I mentioned in a previous post that The Boston Globe invited newspapers across the country to stand up for the free press with a coordinated series of newspaper editorials condemning Donald Trump’s attacks on “fake news” and suggestion that journalists are “the enemy of the people,” to be published on Thursday, August 16, 2018. (h/t Boston Globe graphic).

The New York Times editorial today links to  a selection from the hundreds of newspaper editorials across the country today that answered the clarion call of The Boston Globe. A FREE PRESS NEEDS YOU. (A Google search did not locate a complete list).

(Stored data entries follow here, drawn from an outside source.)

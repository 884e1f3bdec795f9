//! The notification dispatcher.
//!
//! Delivering push, email or SMS messages is somebody else's job. The server forwards every engine event to these
//! handlers, which record what would be sent to whom. Swap a hook body for a real dispatcher call to wire one in; a
//! failing hook only ever logs, it never affects the transition that produced the event.
use fulfillment_engine::events::{
    DeliveryAssignedEvent,
    EventHandlers,
    EventHooks,
    HookFuture,
    ItemEscalatedEvent,
    ItemStatusChangedEvent,
    OrderPlacedEvent,
    PayoutStatusChangedEvent,
};
use log::*;

pub const NOTIFICATION_BUFFER_SIZE: usize = 128;

fn done() -> HookFuture {
    Box::pin(async {})
}

pub fn create_notification_handlers() -> EventHandlers {
    let mut hooks = EventHooks::default();
    hooks.on_order_placed(|ev| {
        let OrderPlacedEvent { order, items } = ev;
        info!(
            "📬️ Order {} placed by customer {} with {} items. Total {}",
            order.order_number,
            order.customer_id,
            items.len(),
            order.total_amount
        );
        let mut vendors = items.iter().map(|i| i.vendor_id).collect::<Vec<_>>();
        vendors.sort_unstable();
        vendors.dedup();
        for vendor_id in vendors {
            debug!("📬️ Notify vendor {vendor_id}: new items in order {}", order.order_number);
        }
        done()
    });
    hooks.on_item_status_changed(|ev| {
        let ItemStatusChangedEvent { item, old_status, actor } = ev;
        let by = actor.map(|a| a.to_string()).unwrap_or_else(|| "the system".into());
        debug!("📬️ Item {} of order {}: {old_status} -> {} by {by}", item.id, item.order_id, item.item_status);
        done()
    });
    hooks.on_item_escalated(|ev| {
        let ItemEscalatedEvent { item } = ev;
        warn!(
            "📬️ Item {} ({}) of order {} was not confirmed by vendor {} in time. Escalating to operations.",
            item.id, item.product_name, item.order_id, item.vendor_id
        );
        done()
    });
    hooks.on_delivery_assigned(|ev| {
        let DeliveryAssignedEvent { assignment, pickups } = ev;
        info!(
            "📬️ Notify partner {}: order {} assigned with {} pickups",
            assignment.delivery_partner_id,
            assignment.order_id,
            pickups.len()
        );
        done()
    });
    hooks.on_payout_status_changed(|ev| {
        let PayoutStatusChangedEvent { payout, old_status } = ev;
        info!(
            "📬️ Notify vendor {}: payout {} of {} moved from {old_status} to {}",
            payout.vendor_id, payout.id, payout.amount, payout.payout_status
        );
        done()
    });
    EventHandlers::new(NOTIFICATION_BUFFER_SIZE, hooks)
}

Here in Arizona, the Lee Enterprises owned Arizona Daily Sun in Flagstaff, The press is not the enemy of the people, and the Arizona Daily Star in Tucson published editorials. Star Opinion: The free press is not the ‘enemy of the people’.

In southern Arizona, the Tucson Sentinel published an editorial, What we stand for at TucsonSentinel.com, as did the Sierra Vista HeraldWe’re Not The Enemy, and Green Valley News. EDITORIAL: Reflection needed for Trump, media.

While the national publication USA Today published an editorial, What our investigative journalists expose isn’t fake news, Arizona’s largest circulation newspaper, The Arizona Republic, in the USA Today network did not. Subscribers should demand to know why.

UPDATE: I am informed The Republic did publish an editorial, which I did not find onIine early this morning at azcentral.com. Good on them!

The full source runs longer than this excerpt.